## WHAT THE TASK REQUIRES
Every line from the one with "pub mod db;" to the end of the entries, both included, is to be copied exactly; the other lines stay out.

## TASK INPUT
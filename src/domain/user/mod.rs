pub mod dto;
pub mod model;
pub mod service;

pub use dto::{MeResponse, SubscriptionDto, UsageDto, WritingSamplesDto};
pub use model::{SubscriptionTier, User};
pub use service::UserService;

#[cfg(test)]
pub mod test_support {
    use super::{SubscriptionTier, User};
    use chrono::{NaiveDate, Utc};
    use uuid::Uuid;

    /// A user with fresh counters on the given tier.
    pub fn user_with_tier(tier: SubscriptionTier) -> User {
        User {
            id: Uuid::new_v4(),
            email: "user@example.com".to_string(),
            subscription_tier: tier,
            tokens_remaining: 10_000,
            daily_tokens_used: 0,
            monthly_tokens_used: 0,
            monthly_exports_used: 0,
            last_token_reset: NaiveDate::from_ymd_opt(2026, 1, 1).unwrap(),
            monthly_reset_date: 1,
            subscription_expires_at: None,
            billing_start_date: None,
            created_at: Utc::now(),
            updated_at: Utc::now(),
        }
    }
}
pub mod auth;
pub mod config;
pub mod db;
pub mod http;
pub mod rate_limit;
pub mod repositories;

## RESPONSE BOX
pub mod db;
pub mod http;
pub mod rate_limit;
pub mod repositories;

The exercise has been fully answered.